D'après cela on est surpris que dans la résolution qui vous est soumise on ne parle que du culte catholique, que ce soit pour ce culte seul qu'on demande la liberté d'accepter des donations, et qu'on oublie absolument les cultes protestants, quoiqu'on n'ignore pas qu'ils ont souffert aussi de la Révolution, et que notamment les biens des églises luthériennes d'Alsace ont été vendus et dispersés.

Cet oubli dans la loi qu'on demande semblerait une exclusion bien contraire à la Charte constitutionnelle. Cette exclusion est si peu dans les

(1) Le discours de M. le comte de Maleville n'a pas été inséré au Moniteur.

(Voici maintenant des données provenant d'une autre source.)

//! Drain execution span helpers.
//!
//! One span per work item flowing through a drain cycle.

use tracing::Span;

/// Start a span for processing one work item.
///
/// The `drain.outcome` field is declared empty and filled in via
/// [`record_drain_outcome`] once the state machine finishes.
pub fn start_drain_span(post_id: &str, puzzle_id: &str) -> Span {
    tracing::info_span!(
        "drain.process",
        "drain.post_id" = post_id,
        "drain.puzzle_id" = puzzle_id,
        "drain.outcome" = tracing::field::Empty,
    )
}

/// Record the final outcome on a drain span.
pub fn record_drain_outcome(span: &Span, outcome: &str) {
    span.record("drain.outcome", outcome);
    span.in_scope(|| {
        tracing::info!(outcome, "work item processed");
    });
}
//! Puzzle announcement publishing.
//!
//! Announcements always come from the primary identity, and the resulting
//! post id is recorded so scored submissions can be cross-posted back into
//! the thread.

use tracing::info;

use crate::engine::drain::ANNOUNCEMENT_KEY_PREFIX;
use crate::error::{Error, Result};
use crate::persist::Gateway;
use crate::social::SocialApi;

/// Post a puzzle announcement and record its thread id. Returns the new
/// post's id.
pub async fn publish_puzzle(
    gateway: &dyn Gateway,
    social: &dyn SocialApi,
    puzzle_id: &str,
    title: &str,
    description: &str,
) -> Result<String> {
    let puzzle = gateway
        .get_puzzle(puzzle_id)
        .await?
        .ok_or_else(|| Error::NotFound(format!("puzzle {puzzle_id}")))?;

    let text = format!("{title} - {description} {}", puzzle.puzzle_url);
    let post_id = social.post(&text, None, None, true).await?;

    gateway
        .set_config(&format!("{ANNOUNCEMENT_KEY_PREFIX}{puzzle_id}"), &post_id)
        .await?;
    info!(puzzle_id, post_id = %post_id, "published puzzle announcement");
    Ok(post_id)
}
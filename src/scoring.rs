//! External scoring service client.
//!
//! The service is a black box: canonical submission URL in, score report
//! out. It is slow and unreliable; callers treat any non-200 or transport
//! failure as transient and retry up to the attempt ceiling.

use async_trait::async_trait;
use serde_json::json;

use crate::error::{Error, Result};
use crate::model::ScoreReport;

#[async_trait]
pub trait Scorer: Send + Sync {
    /// Score one submission.
    async fn score(&self, submission_url: &str) -> Result<ScoreReport>;
}

pub struct HttpScorer {
    http: reqwest::Client,
    endpoint: String,
}

impl HttpScorer {
    pub fn new(endpoint: impl Into<String>) -> Self {
        Self {
            http: reqwest::Client::new(),
            endpoint: endpoint.into(),
        }
    }
}

#[async_trait]
impl Scorer for HttpScorer {
    async fn score(&self, submission_url: &str) -> Result<ScoreReport> {
        let response = self
            .http
            .post(&self.endpoint)
            .json(&json!({ "level": submission_url }))
            .send()
            .await?;
        if !response.status().is_success() {
            return Err(Error::ScoringStatus(response.status().as_u16()));
        }
        Ok(response.json().await?)
    }
}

intentions de Sa Majesté, que tout nouvellement encore elle a autorisé, d'après les lois existantes, et sur l'avis de son conseil d'Etat, une donation très-considérable de biens immeubles faite à l'une de ces églises luthériennes d'Alsace dont je viens de parler.

Jose vous dire, Messieurs, que, dans ce siècle de tiédeur pour la religion, tout culte dont la morale est pure et qui admet le dogme d'un Dieu rémunérateur et vengeur est par cela seul trèsutile, et mérite la faveur du gouvernement; à plus forte raison les cultes chrétiens.

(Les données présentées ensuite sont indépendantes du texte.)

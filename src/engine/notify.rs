//! Outcome notifications.
//!
//! Thin policy layer mapping scoring outcomes to replies. Nothing here
//! returns an error to the orchestrator: a failed post means the submitter
//! misses a reply, and a failed media upload degrades to a text-only reply.

use std::sync::Arc;

use opentelemetry::KeyValue;
use rand::Rng as _;
use tracing::warn;

use crate::model::{LeaderboardEntry, ScoreReport, WorkItem};
use crate::social::SocialApi;
use crate::telemetry::metrics;

const DUPLICATE_TEXT: &str =
    "Sorry, someone already submitted that solution. Try again with a different answer!";

const INVALID_PUZZLE_TEXT: &str =
    "I'm terribly sorry, but I'm not aware of a puzzle with that name!";

const UNKNOWN_ERROR_TEXT: &str = "Sorry, I encountered an error scoring that submission :(";

const DISQUALIFIED_TEXT: &str = "Sorry, that submission takes longer than 30 seconds to \
    evaluate, so we had to disqualify it. :( Try again with a new solution!";

pub struct NotificationDispatcher {
    social: Arc<dyn SocialApi>,
    /// Public leaderboard page linked from scored replies.
    leaderboard_url: String,
}

impl NotificationDispatcher {
    pub fn new(social: Arc<dyn SocialApi>, leaderboard_url: String) -> Self {
        Self {
            social,
            leaderboard_url,
        }
    }

    /// Successful score: reply on the submission thread with the gameplay
    /// recording, then challenge the announcement thread when one is on
    /// record for the puzzle.
    pub async fn notify_scored(
        &self,
        item: &WorkItem,
        report: &ScoreReport,
        announcement_thread: Option<&str>,
    ) {
        let media_id = match &report.gameplay {
            Some(url) => self.try_upload(url).await,
            None => None,
        };

        let text = scored_message(
            &report.level,
            report.time.unwrap_or_default(),
            report.char_count,
            &self.leaderboard_url,
        );
        self.try_post(&text, Some(&item.post_id), media_id.as_deref(), false, "scored")
            .await;

        if let Some(thread_id) = announcement_thread {
            let challenge = format!(
                "We've just gotten a new submission in from {}! Can you beat them?",
                item.handle
            );
            self.try_post(&challenge, Some(thread_id), media_id.as_deref(), true, "challenge")
                .await;
        }
    }

    /// The solution is already on the leaderboard. Attach the existing
    /// gameplay recording when there is one.
    pub async fn notify_duplicate(&self, item: &WorkItem, existing: &LeaderboardEntry) {
        let media_id = match &existing.gameplay_url {
            Some(url) => self.try_upload(url).await,
            None => None,
        };
        self.try_post(
            DUPLICATE_TEXT,
            Some(&item.post_id),
            media_id.as_deref(),
            false,
            "duplicate",
        )
        .await;
    }

    pub async fn notify_invalid_puzzle(&self, item: &WorkItem) {
        self.try_post(INVALID_PUZZLE_TEXT, Some(&item.post_id), None, false, "invalid_puzzle")
            .await;
    }

    pub async fn notify_unknown_error(&self, item: &WorkItem) {
        self.try_post(UNKNOWN_ERROR_TEXT, Some(&item.post_id), None, false, "unknown_error")
            .await;
    }

    pub async fn notify_disqualified(&self, item: &WorkItem) {
        self.try_post(DISQUALIFIED_TEXT, Some(&item.post_id), None, false, "disqualified")
            .await;
    }

    async fn try_upload(&self, source_url: &str) -> Option<String> {
        match self.social.upload_media(source_url, "video/mp4").await {
            Ok(id) => Some(id),
            Err(e) => {
                warn!(error = %e, "media upload failed, replying text-only");
                None
            }
        }
    }

    async fn try_post(
        &self,
        text: &str,
        reply_to: Option<&str>,
        media_id: Option<&str>,
        use_primary: bool,
        kind: &'static str,
    ) {
        match self.social.post(text, reply_to, media_id, use_primary).await {
            Ok(_) => {
                metrics::notifications_sent().add(1, &[KeyValue::new("kind", kind)]);
            }
            Err(e) => {
                warn!(kind, error = %e, "notification post failed");
            }
        }
    }
}

/// Cosmetic variety only; which phrasing lands is not a correctness
/// concern.
fn scored_message(level: &str, time: f64, char_count: i64, leaderboard_url: &str) -> String {
    match rand::thread_rng().gen_range(0..4) {
        0 => format!(
            "Grooooovy! You're on the leaderboard for {level} with a time of {time} (speedy!!) \
             and a character count of {char_count}! Also, we made you an *awesome* video of \
             your run!\r\nCheck your spot on the leaderboards here: {leaderboard_url}"
        ),
        1 => format!(
            "Woohoo!! You're on the leaderboard for {level} with a time of {time} (vroom vroom!) \
             and a character count of {char_count}! Check out this super cool video of your \
             run!\r\nCheck your spot on the leaderboards here: {leaderboard_url}"
        ),
        2 => format!(
            "\u{1f973}\u{1f973}\u{1f973} You're on the {level} leaderboard with a super speedy \
             time of {time} and a character count of {char_count}! We even made this groovy \
             video of your run!\r\nCheck your spot on the leaderboards here: {leaderboard_url}"
        ),
        _ => format!(
            "Cowabunga! You've made it onto the {level} leaderboard! You got an unbelievably \
             fast time of {time} (WOW!) and a character count of {char_count}! There's even a \
             super cool video of your run!\r\nCheck your spot on the leaderboards here: \
             {leaderboard_url}"
        ),
    }
}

Bien loin d'éveiller par des distinctions inutiles l'esprit d'intolérance, il serait bien à désirer que les chefs de tous les cultes chrétiens s'occupassent à les réunir dans une communion véritablement générale et apostolique, et conduisissent à une heureuse fin cet utile projet de Bossuet, de Leibnitz, de grands papes, et d'une illustre princesse; il semble qu'il n'aurait jamais été tenté dans des circonstances plus favorables. L'alliance déjà formée au nom de la religion chrétienne, et pour le maintien de ses principes, entre quatre puissants monarques de communions différentes, et à laquelle le défenseur de la foi ne manquera pas sans doute d'accéder, cette alliance serait un augure certain de la réussite. L'indifférence et le mépris même, généralement versés aujourd'hui sur les arguties scolastiques, favoriseraient ce succès; l'esprit de modération de nos pontifes et des ministres dissidents se prêterait à tous les moyens possibles de conciliation, et nous avons sous nos yeux mêmes des prélats qui rivaliseraient avec Bossuet de zèle, de piété et de doctrine.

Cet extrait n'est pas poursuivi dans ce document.